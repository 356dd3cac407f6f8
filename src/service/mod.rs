use bson::oid::ObjectId;

use crate::util::error::ServiceError;

pub mod charge_service;
pub mod contract_service;
pub mod customer_service;
pub mod documents;
pub mod facture_service;
pub mod fleet_service;
pub mod incident_service;
pub mod payment_service;
pub mod reservation_service;
pub mod user_service;
pub mod vehicle_service;

/// Parses a 24-hex ObjectId reference coming from a request body.
pub(crate) fn parse_oid(value: &str, what: &str) -> Result<ObjectId, ServiceError> {
    ObjectId::parse_str(value)
        .map_err(|_| ServiceError::InvalidInput(format!("Invalid {} id '{}'", what, value)))
}
use bson::oid::ObjectId;
use serde::{Deserialize, Serialize};

use crate::model::document::Document;
use crate::model::impl_entity;

/// Maintenance intervention on a vehicle (oil change, brakes, bodywork...).
#[allow(non_snake_case)]
#[derive(Debug, Clone, Serialize, Deserialize)]
pub struct Intervention {
    #[serde(rename = "_id")]
    pub id: Option<ObjectId>,
    pub vehicle: ObjectId,
    pub interventionDate: String,
    pub kind: String,
    pub mileage: Option<u64>,
    pub cost: f64,
    pub description: Option<String>,
    #[serde(default)]
    pub documents: Vec<Document>,
    pub createdAt: Option<String>,
    pub updatedAt: Option<String>,
}

impl_entity!(Intervention, "interventions");
use serde::{Deserialize, Serialize};
use validator::Validate;

#[derive(Debug, Clone, Serialize, Deserialize, Validate)]
#[serde(rename_all = "camelCase")]
pub struct CreateVehicleRequest {
    #[validate(length(min = 1, max = 100))]
    pub brand: String,

    #[validate(length(min = 1, max = 100))]
    pub model: String,

    #[validate(range(min = 1950, max = 2100))]
    pub year: Option<u32>,

    #[validate(length(min = 1, max = 50))]
    pub registration_number: String,

    pub chassis_number: Option<String>,
    pub color: Option<String>,
    pub fuel_type: Option<String>,
    pub mileage: Option<u64>,

    #[validate(range(min = 0.0))]
    pub daily_price: f64,

    /// Omitted on create; a new vehicle starts available.
    pub status: Option<String>,
}
use std::sync::Arc;

use axum::routing::{delete, get, post, put};
use axum::Router;

use crate::handler::facture_handler::{
    create_facture_handler, delete_facture_handler, get_facture_handler,
    list_client_factures_handler, list_contract_factures_handler, list_factures_handler,
    update_facture_handler,
};
use crate::service::facture_service::FactureServiceImpl;

pub fn facture_router(service: Arc<FactureServiceImpl>) -> Router {
    Router::new()
        .route("/factures", post(create_facture_handler))
        .route("/factures", get(list_factures_handler))
        .route("/factures/{id}", get(get_facture_handler))
        .route("/factures/{id}", put(update_facture_handler))
        .route("/factures/{id}", delete(delete_facture_handler))
        .route("/factures/client/{client}", get(list_client_factures_handler))
        .route("/factures/contract/{contract}", get(list_contract_factures_handler))
        .with_state(service)
}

────────

Since the material above must be kept intact, output it exactly as it is.

repository 356dd3cac407f6f8
filename src/service/mod.rs
use bson::oid::ObjectId;

use crate::util::error::ServiceError;

pub mod charge_service;
pub mod contract_service;
pub mod customer_service;
pub mod documents;
pub mod facture_service;
pub mod fleet_service;
pub mod incident_service;
pub mod payment_service;
pub mod reservation_service;
pub mod user_service;
pub mod vehicle_service;

/// Parses a 24-hex ObjectId reference coming from a request body.
pub(crate) fn parse_oid(value: &str, what: &str) -> Result<ObjectId, ServiceError> {
    ObjectId::parse_str(value)
        .map_err(|_| ServiceError::InvalidInput(format!("Invalid {} id '{}'", what, value)))
}
use bson::oid::ObjectId;
use serde::{Deserialize, Serialize};

use crate::model::document::Document;
use crate::model::impl_entity;

/// Maintenance intervention on a vehicle (oil change, brakes, bodywork...).
#[allow(non_snake_case)]
#[derive(Debug, Clone, Serialize, Deserialize)]
pub struct Intervention {
    #[serde(rename = "_id")]
    pub id: Option<ObjectId>,
    pub vehicle: ObjectId,
    pub interventionDate: String,
    pub kind: String,
    pub mileage: Option<u64>,
    pub cost: f64,
    pub description: Option<String>,
    #[serde(default)]
    pub documents: Vec<Document>,
    pub createdAt: Option<String>,
    pub updatedAt: Option<String>,
}

impl_entity!(Intervention, "interventions");
use serde::{Deserialize, Serialize};
use validator::Validate;

#[derive(Debug, Clone, Serialize, Deserialize, Validate)]
#[serde(rename_all = "camelCase")]
pub struct CreateVehicleRequest {
    #[validate(length(min = 1, max = 100))]
    pub brand: String,

    #[validate(length(min = 1, max = 100))]
    pub model: String,

    #[validate(range(min = 1950, max = 2100))]
    pub year: Option<u32>,

    #[validate(length(min = 1, max = 50))]
    pub registration_number: String,

    pub chassis_number: Option<String>,
    pub color: Option<String>,
    pub fuel_type: Option<String>,
    pub mileage: Option<u64>,

    #[validate(range(min = 0.0))]
    pub daily_price: f64,

    /// Omitted on create; a new vehicle starts available.
    pub status: Option<String>,
}
use std::sync::Arc;

use axum::routing::{delete, get, post, put};
use axum::Router;

use crate::handler::facture_handler::{
    create_facture_handler, delete_facture_handler, get_facture_handler,
    list_client_factures_handler, list_contract_factures_handler, list_factures_handler,
    update_facture_handler,
};
use crate::service::facture_service::FactureServiceImpl;

pub fn facture_router(service: Arc<FactureServiceImpl>) -> Router {
    Router::new()
        .route("/factures", post(create_facture_handler))
        .route("/factures", get(list_factures_handler))
        .route("/factures/{id}", get(get_facture_handler))
        .route("/factures/{id}", put(update_facture_handler))
        .route("/factures/{id}", delete(delete_facture_handler))
        .route("/factures/client/{client}", get(list_client_factures_handler))
        .route("/factures/contract/{contract}", get(list_contract_factures_handler))
        .with_state(service)
}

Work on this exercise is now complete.